Spice Poached Firiki Apples, Baked Passionfruit Custard

Desserts, Recipes

Spice Poached Firiki Apples, Baked Passionfruit Custard

Cooking Mode:

Steam

Equipment

  • deep saucepan with lid
  • chef knife
  • vegetable peeler
  • scales
  • ramekins or souffle´ moulds
  • mixing bowls
  • whisk
  • baking tray
  • fine mesh sieve
  • pouring jug

Ingredients

  • 4 firiki apples
  • 400gm water
  • 300gm caster sugar
  • 3 bay leaves
  • 20 coriander seeds
  • 1/2 split vanilla bean

METHOD

Begin by making the poaching liquid. Pour sugar and water into a deep saucepan and add the coriander seeds, bay leaves and scraped vanilla bean.

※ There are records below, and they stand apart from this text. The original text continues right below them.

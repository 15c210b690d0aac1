use std::collections::HashMap;
use std::ops::Range;

use bytes::Bytes;
use lodestream_scene::Slug;

use crate::error::FetchError;
use crate::metadata::{AssetMetadata, ContentHash};

/// Content-addressed byte-range fetch.
///
/// Implementations own transport, caching and retry/backoff; an error here
/// is terminal for the requesting task. Calls run on the execution backend's
/// workers and may block.
pub trait Fetch: Send + Sync {
    /// Retrieve the metadata document for one asset.
    fn metadata(&self, slug: &Slug) -> Result<AssetMetadata, FetchError>;

    /// Retrieve content by hash, optionally restricted to a byte range.
    fn bytes(&self, hash: &ContentHash, range: Option<Range<u64>>) -> Result<Bytes, FetchError>;
}

/// In-memory content store, for demos and deterministic tests.
#[derive(Debug, Default)]
pub struct MemoryFetch {
    metadata: HashMap<Slug, AssetMetadata>,
    blobs: HashMap<ContentHash, Bytes>,
}

impl MemoryFetch {
    pub fn new() -> Self {
        Self::default()
    }

    pub fn put_metadata(&mut self, slug: impl Into<Slug>, metadata: AssetMetadata) {
        self.metadata.insert(slug.into(), metadata);
    }

    pub fn put_blob(&mut self, hash: impl Into<ContentHash>, data: impl Into<Bytes>) {
        self.blobs.insert(hash.into(), data.into());
    }
}

impl Fetch for MemoryFetch {
    fn metadata(&self, slug: &Slug) -> Result<AssetMetadata, FetchError> {
        self.metadata
            .get(slug)
            .cloned()
            .ok_or_else(|| FetchError::NotFound(slug.to_string()))
    }

    fn bytes(&self, hash: &ContentHash, range: Option<Range<u64>>) -> Result<Bytes, FetchError> {
        let blob = self
            .blobs
            .get(hash)
            .ok_or_else(|| FetchError::NotFound(hash.to_string()))?;
        match range {
            None => Ok(blob.clone()),
            Some(range) => {
                if range.end > blob.len() as u64 || range.start > range.end {
                    return Err(FetchError::BadRange {
                        hash: hash.to_string(),
                        start: range.start,
                        end: range.end,
                        len: blob.len() as u64,
                    });
                }
                Ok(blob.slice(range.start as usize..range.end as usize))
            }
        }
    }
}
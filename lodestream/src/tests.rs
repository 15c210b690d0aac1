//! End-to-end scenarios driving the whole multiplexer.

use std::sync::Arc;

use glam::Vec3;
use lodestream_scene::{BoundingSphere, CameraPose, Slug, VisibilitySnapshot};

use crate::backend::InlineBackend;
use crate::config::{CadenceConfig, SchedulerConfig};
use crate::driver::PollDriver;
use crate::fetch::MemoryFetch;
use crate::materialize::NullMaterializer;
use crate::metadata::{AssetMetadata, ContentHash, RefinementStream, TextureAtlas, TextureLevel};
use crate::multiplex::MultiplexPool;
use crate::priority::{PriorityEngine, Strategy};
use crate::refine::FixedWidthDecoder;
use crate::task::{Completion, RunContext, Task};

/// Asset with a base level, two higher mips, and a single-chunk refinement
/// stream: five renderer-visible completions in total.
fn boulder_metadata() -> AssetMetadata {
    AssetMetadata {
        mesh: ContentHash::from("boulder-mesh"),
        mesh_size: 64,
        atlas: TextureAtlas {
            hash: ContentHash::from("boulder-atlas"),
            levels: vec![
                TextureLevel {
                    offset: 0,
                    length: 16,
                    width: 128,
                    height: 128,
                },
                TextureLevel {
                    offset: 16,
                    length: 32,
                    width: 256,
                    height: 256,
                },
                TextureLevel {
                    offset: 48,
                    length: 64,
                    width: 512,
                    height: 512,
                },
            ],
        },
        refinement: Some(RefinementStream {
            hash: ContentHash::from("boulder-pm"),
            size: 24,
            gzip_size: 12,
            chunk_size: 64,
        }),
        reference_error: 200.0,
    }
}

fn boulder_context() -> RunContext {
    let mut fetch = MemoryFetch::new();
    fetch.put_metadata("boulder", boulder_metadata());
    fetch.put_blob(ContentHash::from("boulder-mesh"), vec![1u8; 64]);
    fetch.put_blob(ContentHash::from("boulder-atlas"), vec![2u8; 112]);
    fetch.put_blob(ContentHash::from("boulder-pm"), vec![3u8; 24]);
    RunContext {
        fetch: Arc::new(fetch),
        materializer: Arc::new(NullMaterializer),
        decoder: Arc::new(FixedWidthDecoder { op_size: 8 }),
    }
}

fn boulder_snapshot() -> VisibilitySnapshot {
    VisibilitySnapshot::fixed(CameraPose::new(Vec3::ZERO, Vec3::X))
        .with_entity("boulder", BoundingSphere::new(Vec3::new(10.0, 0.0, 0.0), 2.0))
}

fn completion_kind_order(events: &[Completion]) {
    let position = |predicate: fn(&Completion) -> bool| {
        events
            .iter()
            .position(predicate)
            .expect("expected completion missing")
    };
    let metadata = position(|e| matches!(e, Completion::Metadata { .. }));
    let mesh = position(|e| matches!(e, Completion::Mesh { .. }));
    let texture = position(|e| matches!(e, Completion::TextureLevel { .. }));
    let refinement = position(|e| matches!(e, Completion::RefinementChunk { .. }));
    assert!(metadata < mesh, "metadata must precede the mesh");
    assert!(mesh < texture, "mesh must precede texture levels");
    assert!(mesh < refinement, "mesh must precede refinement chunks");
}

#[test]
fn single_entity_drains_in_dependency_order() {
    let mut mux = MultiplexPool::new(
        &SchedulerConfig::default(),
        InlineBackend,
        boulder_context(),
    );
    let mut engine = PriorityEngine::seeded(Strategy::Fixed, 5);
    mux.submit(Task::metadata_fetch(Slug::new("boulder"))).unwrap();

    let snapshot = boulder_snapshot();
    let mut events = Vec::new();
    for _ in 0..64 {
        events.extend(mux.poll(&snapshot, &mut engine).unwrap());
        if mux.empty() {
            break;
        }
    }

    assert!(mux.empty(), "multiplexer failed to drain");
    assert_eq!(events.len(), 5, "events: {events:?}");
    completion_kind_order(&events);

    let textures: Vec<usize> = events
        .iter()
        .filter_map(|e| match e {
            Completion::TextureLevel { level, .. } => Some(*level),
            _ => None,
        })
        .collect();
    assert_eq!(textures, vec![1, 2], "mip levels arrive in order");

    // Drained pool: a further poll completes nothing and dispatches nothing.
    assert!(mux.poll(&snapshot, &mut engine).unwrap().is_empty());
    assert!(mux.empty());
}

#[test]
fn random_strategy_drains_without_scoring() {
    let mut mux = MultiplexPool::new(
        &SchedulerConfig::default(),
        InlineBackend,
        boulder_context(),
    );
    let mut engine = PriorityEngine::seeded(Strategy::UniformRandom, 5);
    mux.submit(Task::metadata_fetch(Slug::new("boulder"))).unwrap();

    let snapshot = boulder_snapshot();
    let mut events = Vec::new();
    for _ in 0..64 {
        events.extend(mux.poll(&snapshot, &mut engine).unwrap());
        if mux.empty() {
            break;
        }
    }

    assert!(mux.empty());
    assert_eq!(events.len(), 5);
    assert_eq!(engine.metric_evals(), 0);
}

#[tokio::test(start_paused = true)]
async fn poll_driver_drains_and_reports() {
    let mut mux = MultiplexPool::new(
        &SchedulerConfig::default(),
        InlineBackend,
        boulder_context(),
    );
    let mut engine = PriorityEngine::seeded(Strategy::Fixed, 5);
    mux.submit(Task::metadata_fetch(Slug::new("boulder"))).unwrap();

    let driver = PollDriver::new(CadenceConfig::default());
    let mut events = Vec::new();
    let total = driver
        .run(&mut mux, &mut engine, boulder_snapshot, |completion| {
            events.push(completion)
        })
        .await
        .unwrap();

    assert_eq!(total, 5);
    assert_eq!(events.len(), 5);
    completion_kind_order(&events);
    assert!(mux.empty());
}
use std::sync::Arc;

use lodestream_scene::Slug;

use super::{Advance, Completion, ProgressEvent, Task, TaskKind, TaskOutput};
use crate::backend::WorkFn;
use crate::metadata::AssetMetadata;
use crate::task::RunContext;

/// Gzipped metadata documents run 2-4 KiB; 5 KiB is a conservative estimate.
pub(crate) const METADATA_COST: u64 = 5 * 1024;

pub(crate) fn work(slug: &Slug, ctx: &RunContext) -> WorkFn {
    let slug = slug.clone();
    let fetch = ctx.fetch.clone();
    Box::new(move || {
        let metadata = fetch.metadata(&slug)?;
        Ok(TaskOutput::Metadata(Arc::new(metadata)))
    })
}

/// Metadata in hand: create the entity's progress record and move on to the
/// base mesh.
pub(crate) fn finished(slug: Slug, metadata: Arc<AssetMetadata>) -> Advance {
    tracing::trace!("metadata for {slug} resolved, queueing base mesh");
    let mesh = Task::new(
        slug.clone(),
        TaskKind::MeshFetch {
            metadata: metadata.clone(),
        },
    );
    Advance {
        successors: vec![mesh],
        progress: ProgressEvent::Init(metadata),
        completion: Some(Completion::Metadata { slug }),
    }
}
mod slug;
mod snapshot;

pub use slug::Slug;
pub use snapshot::{BoundingSphere, CameraPose, MAX_SOLID_ANGLE, VisibilitySnapshot};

Place the pot on the stovetop and bring to the boil.
While the poaching liquid heats cut the base off the apples so they sit flat and peel them. Once the poaching liquid has boiled remove it from the stove and add the peeled apples. Place the lid on the pot and place the pot into a pre-heated oven steam setting 80 °C for 45 minutes.
For the custard crack the eggs into a large mixing bowl and add the sugar and scraped vanilla bean and whisk until well combined. Next add the milk and cram and whisk again. Cut open the passion fruits and scrape out the pulp into the custard. Whisk again and set aside.
Once the apples have steamed remove the pot from the oven. Pour the custard through a fine mesh sieve and set aside.
Spoon the whole apples into the ramekins and pour over the custard to almost fill the ramekin. Lace the ramekins onto a baking tray and place the tray into a pre-heated oven combi setting 165 °C for 12-14 minutes until the custard is just set.
Once baked remove the custards from the oven and sprinkle over chopped pistachio nuts and serve.

HINTS & TIPS

Firiki apples are mostly used in greek cuisine. Their small size means they are great for individual desserts.
You can substitute these apples for corella pears if you can’t find the apples, the pears may need a little longer poaching but the results will be just as good.